Problems with idle mode can be caused by one of the following reasons:

  • OEMIdle is not being called.
  • OEMIdle is being called, but is not putting the CPU and peripherals in idle mode.

First determine if OEMIdle is being called. You can do this by setting a breakpoint in OEMIdle and verifying that it causes execution to stop, or by having the OEMIdle implementation output a debug message.

OEMIdle is not being called

The most common cause of OEMIdle not being called is a thread that runs in a loop and never sleeps. The performance of the target device can be satisfactory even in this case, if the thread is running at a low priority level. You can determine which thread is not sleeping by:

  • Using the debugger to stop execution and examining the state of all threads. Then examine the call stacks of threads that have high CPU usage to determine what these threads are doing.
  • Running the Platform Builder Target Control gi delta command twice in short succession. The first time you run this command, it prints the CPU time of each thread and then resets the CPU time to zero. The second time you run the command, you can examine its CPU usage output to determine which threads are running and preventing OEMIdle from being called. For more information about gi delta, see Target Control Debugging: gi Command.

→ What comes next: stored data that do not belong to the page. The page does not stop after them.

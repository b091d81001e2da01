// -------------------------------------------------------------------------
// SCPN Drift Core -- Right-Hand-Side Benchmark
// Full convective + diffusive evaluation for the three E×B operator sets,
// plus the Naulin-dominated convective pass alone, on a 16x8x32 grid.
// -------------------------------------------------------------------------

use criterion::{criterion_group, criterion_main, BenchmarkId, Criterion};
use drift_core::variables::FieldRole;
use drift_core::{EvolvedVariableSet, RhsAssembler, StartMode};
use drift_types::config::{DriftConfig, OperatorKind};
use drift_types::field::Field3D;
use std::hint::black_box;

fn make_config(kind: OperatorKind) -> DriftConfig {
    let mut cfg = DriftConfig::from_json_str(
        r#"{
            "geom": {"Lx": 1.0, "Ly": 8.0},
            "mesh": {"nx": 16, "ny": 8, "nz": 32},
            "cst": {"mu": 100.0, "Lambda": 3.0, "nuEI": 0.5, "nuIN": 0.05,
                    "artViscPerpLnN": 1.0, "artViscPerpVortD": 1.0, "artViscParUEPar": 1.0},
            "src": {"a": 0.5, "bRho": 0.3, "cRho": 0.05, "bZ": 0.5, "cZ": 0.1}
        }"#,
    )
    .expect("valid bench config");
    cfg.operators.kind = kind;
    cfg
}

fn make_state(asm: &RhsAssembler) -> EvolvedVariableSet {
    let m = asm.mesh();
    let cfg = asm.config();
    let mut state = EvolvedVariableSet::new(m, &cfg.boundary);
    state.ln_n = Field3D::from_fn(m, "lnN", |rho, y, theta| {
        -2.0 * rho * rho + 0.02 * rho * (3.0 * theta).cos() * (0.4 * y).sin()
    })
    .with_boundary(FieldRole::LnN.boundary(&cfg.boundary));
    state.vort_d = Field3D::from_fn(m, "vortD", |rho, _, theta| 0.1 * rho * (1.0 - rho) * (2.0 * theta).sin())
        .with_boundary(FieldRole::VortD.boundary(&cfg.boundary));
    state
}

fn bench_rhs_operator_sets(c: &mut Criterion) {
    let mut group = c.benchmark_group("rhs_16x8x32");
    group.sample_size(10);
    for kind in [
        OperatorKind::OnlyBracket,
        OperatorKind::TwoBrackets,
        OperatorKind::DirectDifference,
    ] {
        let cfg = make_config(kind);
        let mut asm = RhsAssembler::new(&cfg, StartMode::Fresh).expect("assembler");
        let state = make_state(&asm);
        group.bench_with_input(BenchmarkId::new("rhs", format!("{kind:?}")), &state, |b, s| {
            b.iter(|| {
                let mut s = s.clone();
                black_box(asm.rhs(&mut s, 0.0).expect("rhs"))
            })
        });
    }
    group.finish();
}

fn bench_convective_only(c: &mut Criterion) {
    let cfg = make_config(OperatorKind::TwoBrackets);
    let mut asm = RhsAssembler::new(&cfg, StartMode::Fresh).expect("assembler");
    let state = make_state(&asm);
    let mut group = c.benchmark_group("convective_16x8x32");
    group.sample_size(10);
    group.bench_function("convective", |b| {
        b.iter(|| {
            let mut s = state.clone();
            black_box(asm.convective(&mut s, 0.0).expect("convective"))
        })
    });
    group.bench_function("diffusive", |b| {
        b.iter(|| black_box(asm.diffusive(&state, 0.0).expect("diffusive")))
    });
    group.finish();
}

criterion_group!(benches, bench_rhs_operator_sets, bench_convective_only);
criterion_main!(benches);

OEMIdle is being called, the CPU is entering idle mode, but power usage is still high

If OEMIdle is being called and the CPU is transitioning between idle and active modes, but power consumption is still high, verify the following:

  • The frequency at which the CPU becomes active is not higher than expected. Also verify that the CPU is becoming active due to an expected interrupt or software polling requirement, not for some other, unknown, reason. If this is not the case, use the Platform Builder debugger and call profiler functionality to determine why the CPU is active more than you expect.
  • The amount of power used in both idle and active modes is not higher than expected. If the power usage is higher than expected, review the source code and use the debugger to determine if the CPU is actually entering the expected sleep mode, and that peripherals are actually powered down as expected.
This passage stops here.